Data excerpts:
//! Local filesystem adapter using std::fs.

use std::fs::File;
use std::io::{self, BufReader, Read};
use std::path::{Path, PathBuf};

use dotwork_core::{
    application::ports::{Filesystem, WalkEntry},
    domain::RelativePath,
    error::{DotworkError, DotworkResult},
};
use sha2::{Digest, Sha256};
use walkdir::WalkDir;

/// Read buffer for streaming digests.
const DIGEST_CHUNK: usize = 64 * 1024;

/// Production filesystem implementation using `std::fs`.
#[derive(Debug, Clone, Copy)]
pub struct LocalFilesystem;

impl LocalFilesystem {
    /// Create a new local filesystem adapter.
    pub fn new() -> Self {
        Self
    }
}

impl Default for LocalFilesystem {
    fn default() -> Self {
        Self::new()
    }
}

impl Filesystem for LocalFilesystem {
    fn create_dir_all(&self, path: &Path) -> DotworkResult<()> {
        std::fs::create_dir_all(path).map_err(|e| map_io_error(path, e, "create directory"))
    }

    fn read_file(&self, path: &Path) -> DotworkResult<Vec<u8>> {
        std::fs::read(path).map_err(|e| map_io_error(path, e, "read file"))
    }

    fn write_file(&self, path: &Path, content: &[u8]) -> DotworkResult<()> {
        std::fs::write(path, content).map_err(|e| map_io_error(path, e, "write file"))
    }

    fn set_permissions(&self, path: &Path, executable: bool) -> DotworkResult<()> {
        #[cfg(unix)]
        {
            use std::os::unix::fs::PermissionsExt;
            let metadata =
                std::fs::metadata(path).map_err(|e| map_io_error(path, e, "get metadata"))?;
            let mut perms = metadata.permissions();
            let mode = perms.mode();
            perms.set_mode(if executable { mode | 0o111 } else { mode & !0o111 });
            std::fs::set_permissions(path, perms)
                .map_err(|e| map_io_error(path, e, "set permissions"))?;
        }
        #[cfg(windows)]
        {
            // Windows doesn't have executable bit in the same way
            let _ = (path, executable);
        }
        Ok(())
    }

    fn is_executable(&self, path: &Path) -> bool {
        #[cfg(unix)]
        {
            use std::os::unix::fs::PermissionsExt;
            std::fs::metadata(path).is_ok_and(|m| m.permissions().mode() & 0o111 != 0)
        }
        #[cfg(not(unix))]
        {
            let _ = path;
            false
        }
    }

    fn exists(&self, path: &Path) -> bool {
        path.exists()
    }

    fn is_file(&self, path: &Path) -> bool {
        path.is_file()
    }

    fn remove_file(&self, path: &Path) -> DotworkResult<()> {
        std::fs::remove_file(path).map_err(|e| map_io_error(path, e, "remove file"))
    }

    fn remove_dir_all(&self, path: &Path) -> DotworkResult<()> {
        std::fs::remove_dir_all(path).map_err(|e| map_io_error(path, e, "remove directory"))
    }

    fn walk(&self, root: &Path) -> DotworkResult<Vec<WalkEntry>> {
        let mut entries = Vec::new();

        for entry in WalkDir::new(root)
            .min_depth(1)
            .follow_links(false)
            .sort_by_file_name()
        {
            let entry = entry.map_err(|e| {
                let path = e.path().unwrap_or(root).to_path_buf();
                DotworkError::filesystem(path, format!("Failed to walk directory: {e}"))
            })?;

            let file_type = entry.file_type();
            if !file_type.is_dir() && !file_type.is_file() {
                continue;
            }

            let relative = entry
                .path()
                .strip_prefix(root)
                .map_err(|e| DotworkError::filesystem(entry.path(), e.to_string()))?;
            entries.push(WalkEntry {
                path: RelativePath::try_new(relative)?,
                is_dir: file_type.is_dir(),
            });
        }

        Ok(entries)
    }

    fn list_dirs(&self, path: &Path) -> DotworkResult<Vec<PathBuf>> {
        let mut dirs = Vec::new();
        let read_dir =
            std::fs::read_dir(path).map_err(|e| map_io_error(path, e, "read directory"))?;
        for entry in read_dir {
            let entry = entry.map_err(|e| map_io_error(path, e, "read directory entry"))?;
            if entry.path().is_dir() {
                dirs.push(entry.path());
            }
        }
        dirs.sort();
        Ok(dirs)
    }

    fn file_digest(&self, path: &Path) -> DotworkResult<String> {
        let file = File::open(path).map_err(|e| map_io_error(path, e, "open file"))?;
        let mut reader = BufReader::with_capacity(DIGEST_CHUNK, file);
        let mut hasher = Sha256::new();
        let mut buffer = vec![0u8; DIGEST_CHUNK];

        loop {
            let read = reader
                .read(&mut buffer)
                .map_err(|e| map_io_error(path, e, "read file"))?;
            if read == 0 {
                break;
            }
            hasher.update(&buffer[..read]);
        }

        Ok(hex::encode(hasher.finalize()))
    }

    fn canonicalize(&self, path: &Path) -> PathBuf {
        std::fs::canonicalize(path).unwrap_or_else(|_| path.to_path_buf())
    }
}

fn map_io_error(path: &Path, e: io::Error, operation: &str) -> DotworkError {
    DotworkError::filesystem(path, format!("Failed to {operation}: {e}"))
}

Exercise description: Across the entries above, find each line with the word "directory" and please copy it out.

Solved problem:
        std::fs::create_dir_all(path).map_err(|e| map_io_error(path, e, "create directory"))
        std::fs::remove_dir_all(path).map_err(|e| map_io_error(path, e, "remove directory"))
                DotworkError::filesystem(path, format!("Failed to walk directory: {e}"))
            std::fs::read_dir(path).map_err(|e| map_io_error(path, e, "read directory"))?;
            let entry = entry.map_err(|e| map_io_error(path, e, "read directory entry"))?;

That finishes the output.